Nel 2006, il Pasok organizzò delle primarie sui generis per selezionare, all’interno del partito, il proprio candidato sindaco per le elezioni comunali ad Atene. Vennero convocati 160 cittadini, i quali passarono un’intera giornata ad ascoltare le argomentazioni dei candidati sui loro programmi, con l’ausilio di moderatori e di materiale informativo scritto sulle singole proposte.
Al termine del processo, sorprendentemente, il candidato che ottenne maggiore consenso fu quello che, nelle risposte ai questionari forniti all’inizio della giornata, risultava essere il meno conosciuto dai partecipanti.
Nello stesso anno, la Regione Lazio organizzò il primo esperimento di democrazia deliberativa tra i cittadini in Italia, con 119 persone coinvolte.
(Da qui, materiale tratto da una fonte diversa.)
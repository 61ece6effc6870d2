//! Bearer token authentication for axum
//!
//! [`authenticate`] validates the `Authorization: Bearer <token>` header and produces an
//! [`AuthContext`]. The API installs it as a route layer and stores the context in the
//! request extensions; handlers then take `AuthContext` directly as an extractor.

use axum::{
    async_trait,
    extract::FromRequestParts,
    http::{header, request::Parts, HeaderMap, StatusCode},
    response::{IntoResponse, Response},
    Json,
};
use serde::{Deserialize, Serialize};
use serde_json::json;
use uuid::Uuid;

use super::jwt::{validate_access_token, JwtError};

/// Authenticated operator and the company they act for
#[derive(Debug, Clone, Copy, PartialEq, Eq, Serialize, Deserialize)]
pub struct AuthContext {
    pub user_id: Uuid,
    pub company_id: Uuid,
}

impl AuthContext {
    pub fn new(user_id: Uuid, company_id: Uuid) -> Self {
        Self { user_id, company_id }
    }
}

/// Error type for authentication
#[derive(Debug, Clone, PartialEq, Eq)]
pub enum AuthError {
    /// No Authorization header
    MissingCredentials,

    /// Authorization header is not `Bearer <token>`
    InvalidFormat(String),

    /// Token failed validation
    InvalidToken(String),
}

impl IntoResponse for AuthError {
    fn into_response(self) -> Response {
        let (status, code, message) = match self {
            AuthError::MissingCredentials => (
                StatusCode::UNAUTHORIZED,
                "unauthorized",
                "Missing authorization header".to_string(),
            ),
            AuthError::InvalidFormat(msg) => (StatusCode::BAD_REQUEST, "bad_request", msg),
            AuthError::InvalidToken(msg) => (StatusCode::UNAUTHORIZED, "unauthorized", msg),
        };

        (status, Json(json!({ "error": code, "message": message }))).into_response()
    }
}

/// Extracts the bearer token from request headers
pub fn bearer_token(headers: &HeaderMap) -> Result<&str, AuthError> {
    let value = headers
        .get(header::AUTHORIZATION)
        .and_then(|v| v.to_str().ok())
        .ok_or(AuthError::MissingCredentials)?;

    value
        .strip_prefix("Bearer ")
        .map(str::trim)
        .filter(|token| !token.is_empty())
        .ok_or_else(|| AuthError::InvalidFormat("Expected Bearer token".to_string()))
}

/// Validates the bearer access token and returns the auth context
pub fn authenticate(headers: &HeaderMap, secret: &str) -> Result<AuthContext, AuthError> {
    let token = bearer_token(headers)?;

    let claims = validate_access_token(token, secret).map_err(|e| match e {
        JwtError::Expired => AuthError::InvalidToken("Token expired".to_string()),
        JwtError::InvalidIssuer => AuthError::InvalidToken("Invalid issuer".to_string()),
        other => AuthError::InvalidToken(format!("Invalid token: {}", other)),
    })?;

    Ok(AuthContext::new(claims.sub, claims.company_id))
}

#[async_trait]
impl<S> FromRequestParts<S> for AuthContext
where
    S: Send + Sync,
{
    type Rejection = AuthError;

    async fn from_request_parts(parts: &mut Parts, _state: &S) -> Result<Self, Self::Rejection> {
        parts
            .extensions
            .get::<AuthContext>()
            .copied()
            .ok_or(AuthError::MissingCredentials)
    }
}

#[cfg(test)]
mod tests {
    use super::*;
    use crate::auth::jwt::{create_token, Claims, TokenType};
    use axum::http::HeaderValue;

    const SECRET: &str = "middleware-test-secret-32-bytes-long!";

    fn headers_with(value: &str) -> HeaderMap {
        let mut headers = HeaderMap::new();
        headers.insert(header::AUTHORIZATION, HeaderValue::from_str(value).unwrap());
        headers
    }

    #[test]
    fn test_authenticate_valid_token() {
        let user_id = Uuid::new_v4();
        let company_id = Uuid::new_v4();
        let token = create_token(&Claims::new(user_id, company_id, TokenType::Access), SECRET).unwrap();

        let ctx = authenticate(&headers_with(&format!("Bearer {}", token)), SECRET).unwrap();
        assert_eq!(ctx, AuthContext::new(user_id, company_id));
    }

    #[test]
    fn test_missing_and_malformed_header() {
        assert_eq!(
            authenticate(&HeaderMap::new(), SECRET),
            Err(AuthError::MissingCredentials)
        );
        assert!(matches!(
            authenticate(&headers_with("Basic abc"), SECRET),
            Err(AuthError::InvalidFormat(_))
        ));
        assert!(matches!(
            authenticate(&headers_with("Bearer "), SECRET),
            Err(AuthError::InvalidFormat(_))
        ));
    }

    #[test]
    fn test_refresh_token_not_accepted() {
        let token = create_token(
            &Claims::new(Uuid::new_v4(), Uuid::new_v4(), TokenType::Refresh),
            SECRET,
        )
        .unwrap();

        assert!(matches!(
            authenticate(&headers_with(&format!("Bearer {}", token)), SECRET),
            Err(AuthError::InvalidToken(_))
        ));
    }

    #[test]
    fn test_auth_error_status() {
        assert_eq!(
            AuthError::MissingCredentials.into_response().status(),
            StatusCode::UNAUTHORIZED
        );
        assert_eq!(
            AuthError::InvalidFormat("x".into()).into_response().status(),
            StatusCode::BAD_REQUEST
        );
        assert_eq!(
            AuthError::InvalidToken("x".into()).into_response().status(),
            StatusCode::UNAUTHORIZED
        );
    }
}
La Regione a quel tempo aveva una spesa sanitaria considerata eccessiva, sproporzionata rispetto ad altre amministrazioni, e aveva ipotizzato di tagliare il numero di posti letto negli ospedali investendo quelle risorse nel rafforzamento dei poliambulatori.
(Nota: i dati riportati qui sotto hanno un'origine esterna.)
/// Error handling for the API server
///
/// Handlers return `ApiResult<T>`; every error converts into a JSON body
/// `{"error": code, "message": text, "details": [{field, message}]}` with the matching
/// status code.
///
/// # Example
///
/// ```
/// use canteiro_api::error::{ApiError, ApiResult};
/// use axum::Json;
/// use serde_json::json;
///
/// async fn handler(found: bool) -> ApiResult<Json<serde_json::Value>> {
///     if !found {
///         return Err(ApiError::NotFound("Employee not found".to_string()));
///     }
///     Ok(Json(json!({ "ok": true })))
/// }
/// ```

use axum::{
    http::{header, HeaderValue, StatusCode},
    response::{IntoResponse, Response},
    Json,
};
use canteiro_shared::{
    auth::{
        authorization::AuthzError,
        jwt::JwtError,
        middleware::AuthError,
        password::PasswordError,
    },
    badge::BadgeError,
    biometric::BiometricError,
    models::ListError,
    qr::QrError,
    workflow::WorkflowError,
};
use serde::{Deserialize, Serialize};
use std::fmt;

/// API result type alias
pub type ApiResult<T> = Result<T, ApiError>;

/// Unified API error type
#[derive(Debug)]
pub enum ApiError {
    /// Bad request (400)
    BadRequest(String),

    /// Unauthorized (401)
    Unauthorized(String),

    /// Forbidden (403)
    Forbidden(String),

    /// Not found (404)
    NotFound(String),

    /// Conflict (409), e.g. duplicate CPF or wrong workflow step
    Conflict(String),

    /// Gone (410), e.g. an expired workflow session
    Gone(String),

    /// Unprocessable entity (422) with per-field details
    ValidationError(Vec<ValidationErrorDetail>),

    /// Too many requests (429)
    RateLimitExceeded { retry_after: u64, message: String },

    /// Internal server error (500); the message is logged, never returned
    InternalError(String),

    /// Service unavailable (503)
    ServiceUnavailable(String),
}

/// Validation error detail
#[derive(Debug, Clone, PartialEq, Eq, Serialize, Deserialize)]
pub struct ValidationErrorDetail {
    /// Field that failed validation; `__all__` for checks spanning several fields
    pub field: String,
    pub message: String,
}

/// Error response format
#[derive(Debug, Serialize, Deserialize)]
pub struct ErrorResponse {
    /// Error code (e.g. "bad_request", "unauthorized")
    pub error: String,

    /// Human-readable error message
    pub message: String,

    #[serde(skip_serializing_if = "Option::is_none")]
    pub details: Option<Vec<ValidationErrorDetail>>,
}

impl ApiError {
    /// Single-field validation error
    pub fn field(field: impl Into<String>, message: impl Into<String>) -> Self {
        ApiError::ValidationError(vec![ValidationErrorDetail {
            field: field.into(),
            message: message.into(),
        }])
    }

    pub fn not_found(resource: &str) -> Self {
        ApiError::NotFound(format!("{} not found", resource))
    }

    pub fn status(&self) -> StatusCode {
        match self {
            ApiError::BadRequest(_) => StatusCode::BAD_REQUEST,
            ApiError::Unauthorized(_) => StatusCode::UNAUTHORIZED,
            ApiError::Forbidden(_) => StatusCode::FORBIDDEN,
            ApiError::NotFound(_) => StatusCode::NOT_FOUND,
            ApiError::Conflict(_) => StatusCode::CONFLICT,
            ApiError::Gone(_) => StatusCode::GONE,
            ApiError::ValidationError(_) => StatusCode::UNPROCESSABLE_ENTITY,
            ApiError::RateLimitExceeded { .. } => StatusCode::TOO_MANY_REQUESTS,
            ApiError::InternalError(_) => StatusCode::INTERNAL_SERVER_ERROR,
            ApiError::ServiceUnavailable(_) => StatusCode::SERVICE_UNAVAILABLE,
        }
    }

    fn code(&self) -> &'static str {
        match self {
            ApiError::BadRequest(_) => "bad_request",
            ApiError::Unauthorized(_) => "unauthorized",
            ApiError::Forbidden(_) => "forbidden",
            ApiError::NotFound(_) => "not_found",
            ApiError::Conflict(_) => "conflict",
            ApiError::Gone(_) => "gone",
            ApiError::ValidationError(_) => "validation_error",
            ApiError::RateLimitExceeded { .. } => "rate_limit_exceeded",
            ApiError::InternalError(_) => "internal_error",
            ApiError::ServiceUnavailable(_) => "service_unavailable",
        }
    }
}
Un provvedimento, come si intuisce, all’apparenza fortemente impopolare, e sottoposto per questo al vaglio di una discussione pubblica informata. Anche qui, a sorpresa, al termine della giornata, e dopo la somministrazione di argomenti pro e contro la misura, i favorevoli al provvedimento sfioravano il 70%, mentre nel questionario informativo compilato la mattina (prima di essere sottoposti ad informazioni accurate sulla questione), solo il 40% dei partecipanti si dimostrava disponibile a tagliare posti letto negli ospedali.
C’era stato cioè un cambiamento sostanziale nelle opinioni dei cittadini dopo che gli stessi avevano iniziato a riflettere sul merito del problema, andando oltre i giudizi dettati dall’istinto e dall’emotività.
Come è evidente, applicare un modello deliberativo all’intera popolazione è pressoché utopico, sebbene Fishkin, da anni, proponga l’applicazione di un “deliberation day”, una giornata di dibattiti organizzati su base locale poco prima di una consultazione importante, nell’ottica di favorire un voto consapevole e informato.
Più realisticamente, dovendoci accontentare dei referendum nella loro forma attuale come manifestazione più compiuta della sovranità popolare, è comunque opportuno considerare che i limiti costituzionali al loro svolgimento non rappresentano una soppressione delle libertà democratiche, bensì esprimono la necessità di regolamentare la partecipazione popolare in modalità che permettano alla democrazia stessa di funzionare.
Violare lo stato di diritto in nome di una concezione più autentica di democrazia di cui ci si ritiene depositari, è quindi prima ancora che un atto sovversivo una grossolana e ingenua sconfessione di principi che hanno una precisa e valida ragion d’essere.